In 1999, Dr. Gold returned to a full-time faculty position at the University of Maryland. In his illustrious career in academia and industry, he has authored or coauthored more than 75 peer-reviewed, mostly data-based articles, 13 books (including the personal health text, Connections for Health and book chapters almost too numerous to list. Perhaps his most remarkable contribution to health education, however, has been the spearhead he has provided in the area of applied technology. He is nationally and internationally recognized as one of the foremost experts in the application of advanced communications technologies to health education, ranging from interactive video and computer software to expert systems technology. An abbreviated list of recent software to which he has contributed includes Outcomes: The Results Oriented System for Community Development (1998), HealthQuest: Health Education Programs for College Level Students (1997), and EMPOWER: Expert Methods for Planning and Organizing Within Everyone's Reach (1997). A similarly partial descriptive list of funded research or evaluation projects for which technology itself has been the subject of study includes (1) an interactive multimedia system to be used in school settings by children with asthma, (2) the use of CD-ROM as a delivery vehicle to persons with disabilities, and (3) the development of an expert system equipped with physician "decision rules" to aid the management of asthma patients.

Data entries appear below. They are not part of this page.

//! Attribute composer: turns parsed operations into attribute changes and
//! literal writes on a sink.

use super::parser::{parse_with, FormatOp, MarkerTable};
use crate::error::{Result, TermError};
use crate::style::Attributes;
use std::{fmt, io};

/// Anything that accepts attribute changes and literal text.
///
/// [`Window`](crate::Window) implements this by enqueueing attribute-set
/// and append-text commands.
pub trait AttributeSink {
    /// Apply `attributes` to subsequent text.
    fn set_attributes(&mut self, attributes: Attributes) -> Result<()>;

    /// Write a literal run, returning the number of bytes written.
    fn write_text(&mut self, text: &str) -> Result<usize>;
}

impl<S: AttributeSink + ?Sized> AttributeSink for &mut S {
    fn set_attributes(&mut self, attributes: Attributes) -> Result<()> {
        (**self).set_attributes(attributes)
    }

    fn write_text(&mut self, text: &str) -> Result<usize> {
        (**self).write_text(text)
    }
}

/// Replay `ops` onto `sink`.
///
/// The running mask starts at [`Attributes::NORMAL`]. An attribute change is
/// issued only before a literal write that needs it, and once more at the end
/// if the final mask differs from the last one issued. Stops at the first
/// sink error. Returns the total number of text bytes written.
pub fn compose<S: AttributeSink + ?Sized>(sink: &mut S, ops: &[FormatOp]) -> Result<usize> {
    let mut mask = Attributes::NORMAL;
    let mut issued = Attributes::NORMAL;
    let mut total = 0;

    for op in ops {
        match op {
            FormatOp::Toggle(toggle) => mask.set(toggle.attribute, toggle.add),
            FormatOp::Text(text) if text.is_empty() => {}
            FormatOp::Text(text) => {
                if mask != issued {
                    sink.set_attributes(mask)?;
                    issued = mask;
                }
                total += sink.write_text(text)?;
            }
        }
    }

    if mask != issued {
        sink.set_attributes(mask)?;
    }
    Ok(total)
}

/// A writer that interprets inline format markers.
///
/// ```rust,ignore
/// use std::io::Write;
///
/// let mut out = window.format_writer();
/// write!(out, "This is *{}* and __escaped__", "bold")?;
/// ```
///
/// Every `write` call is parsed on its own, so a marker pair must not be
/// split across calls. `write!` is safe: the whole message is formatted
/// before parsing.
#[derive(Debug)]
pub struct FormatWriter<S> {
    sink: S,
    markers: MarkerTable,
    written: usize,
}

impl<S: AttributeSink> FormatWriter<S> {
    /// Wrap `sink` using the default marker table.
    pub fn new(sink: S) -> Self {
        Self::with_markers(sink, MarkerTable::default())
    }

    /// Wrap `sink` using a custom marker table.
    pub const fn with_markers(sink: S, markers: MarkerTable) -> Self {
        Self {
            sink,
            markers,
            written: 0,
        }
    }

    /// Parse and render `text`, returning the number of text bytes written.
    pub fn print(&mut self, text: &str) -> Result<usize> {
        let ops = parse_with(text, &self.markers);
        let n = compose(&mut self.sink, &ops)?;
        self.written += n;
        Ok(n)
    }

    /// Total text bytes written so far.
    pub const fn written(&self) -> usize {
        self.written
    }

    /// Borrow the sink.
    pub const fn get_ref(&self) -> &S {
        &self.sink
    }

    /// Unwrap the sink.
    pub fn into_inner(self) -> S {
        self.sink
    }
}

impl<S: AttributeSink> io::Write for FormatWriter<S> {
    fn write(&mut self, buf: &[u8]) -> io::Result<usize> {
        let text = std::str::from_utf8(buf)
            .map_err(|e| io::Error::new(io::ErrorKind::InvalidData, e))?;
        self.print(text)?;
        Ok(buf.len())
    }

    fn write_fmt(&mut self, args: fmt::Arguments<'_>) -> io::Result<()> {
        let text = args.to_string();
        self.print(&text)?;
        Ok(())
    }

    fn flush(&mut self) -> io::Result<()> {
        Ok(())
    }
}

impl<S: AttributeSink> fmt::Write for FormatWriter<S> {
    fn write_str(&mut self, s: &str) -> fmt::Result {
        self.print(s).map(|_| ()).map_err(|_: TermError| fmt::Error)
    }
}

#[cfg(test)]
mod tests {
    use super::*;
    use crate::format::parser::parse;
    use pretty_assertions::assert_eq;
    use std::io::Write;

    #[derive(Debug, Clone, PartialEq, Eq)]
    enum Event {
        Attr(Attributes),
        Text(String),
    }

    #[derive(Default)]
    struct Recorder {
        events: Vec<Event>,
        fail_after: Option<usize>,
    }

    impl Recorder {
        fn plain(&self) -> String {
            self.events
                .iter()
                .filter_map(|e| match e {
                    Event::Text(t) => Some(t.as_str()),
                    Event::Attr(_) => None,
                })
                .collect()
        }
    }

    impl AttributeSink for Recorder {
        fn set_attributes(&mut self, attributes: Attributes) -> Result<()> {
            self.events.push(Event::Attr(attributes));
            Ok(())
        }

        fn write_text(&mut self, text: &str) -> Result<usize> {
            let writes = self.events.iter().filter(|e| matches!(e, Event::Text(_))).count();
            if self.fail_after == Some(writes) {
                return Err(TermError::NotInitialized);
            }
            self.events.push(Event::Text(text.to_string()));
            Ok(text.len())
        }
    }

    #[test]
    fn test_plain_text_issues_no_attributes() {
        let mut sink = Recorder::default();
        let n = compose(&mut sink, &parse("hello")).unwrap();
        assert_eq!(n, 5);
        assert_eq!(sink.events, vec![Event::Text("hello".into())]);
    }

    #[test]
    fn test_bold_run() {
        let mut sink = Recorder::default();
        compose(&mut sink, &parse("a *b* c")).unwrap();
        assert_eq!(
            sink.events,
            vec![
                Event::Text("a ".into()),
                Event::Attr(Attributes::BOLD),
                Event::Text("b".into()),
                Event::Attr(Attributes::NORMAL),
                Event::Text(" c".into()),
            ]
        );
    }

    #[test]
    fn test_nested_markers_use_union() {
        let mut sink = Recorder::default();
        let n = compose(&mut sink, &parse("~*-both-*~")).unwrap();
        assert_eq!(n, 4);
        assert_eq!(
            sink.events,
            vec![
                Event::Attr(Attributes::REVERSE | Attributes::BOLD | Attributes::ITALIC),
                Event::Text("both".into()),
                Event::Attr(Attributes::NORMAL),
            ]
        );
    }

    #[test]
    fn test_unclosed_marker_leaves_final_state() {
        let mut sink = Recorder::default();
        compose(&mut sink, &parse("x_")).unwrap();
        assert_eq!(
            sink.events,
            vec![Event::Text("x".into()), Event::Attr(Attributes::UNDERLINE)]
        );
    }

    #[test]
    fn test_first_error_aborts() {
        let mut sink = Recorder {
            fail_after: Some(1),
            ..Recorder::default()
        };
        let err = compose(&mut sink, &parse("one *two* three")).unwrap_err();
        assert!(matches!(err, TermError::NotInitialized));
        assert_eq!(sink.plain(), "one ");
    }

    #[test]
    fn test_format_writer_end_to_end() {
        let mut out = FormatWriter::new(Recorder::default());
        write!(
            out,
            "This is *{}*, -{}-, _{}_, ~{}~, ~*-{}-*~ and __{}__",
            "bold", "italic", "underlined", "reversed", "bold, italic and reversed", "escaped"
        )
        .unwrap();
        assert_eq!(
            out.get_ref().plain(),
            "This is bold, italic, underlined, reversed, bold, italic and reversed and _escaped_"
        );
        assert_eq!(out.written(), out.get_ref().plain().len());
        assert_eq!(out.get_ref().events.last(), Some(&Event::Text(" and _escaped_".into())));
    }

    #[test]
    fn test_format_writer_rejects_invalid_utf8() {
        let mut out = FormatWriter::new(Recorder::default());
        let err = out.write(&[0xff, 0xfe]).unwrap_err();
        assert_eq!(err.kind(), io::ErrorKind::InvalidData);
    }
}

Dr. Gold has been recognized by his peers in the past for his remarkable accomplishments. He was the first-ever recipient of the International Health Edu cation Directory Listserv's HEDIR Award for Contributions to Technology (1997). He has also received the Eta Sigma Gamma Distinguished Service Award (1991), the American School Health Association's Research Council Award (1989), and the Association for the Advancement of Health Education's Scholar Award (1987).

In summary, Dr. Gold has advanced our knowledge of health behavior research, as well as the means for its teaching and dissemination. The achievements of the students and colleagues whom he has mentored through the years may indeed provide the best testimonial to his own success. Dr. Robert S. Gold has excelled in academia, in government, and in the private sector. We are pleased to profile this excellence Inside the Academy.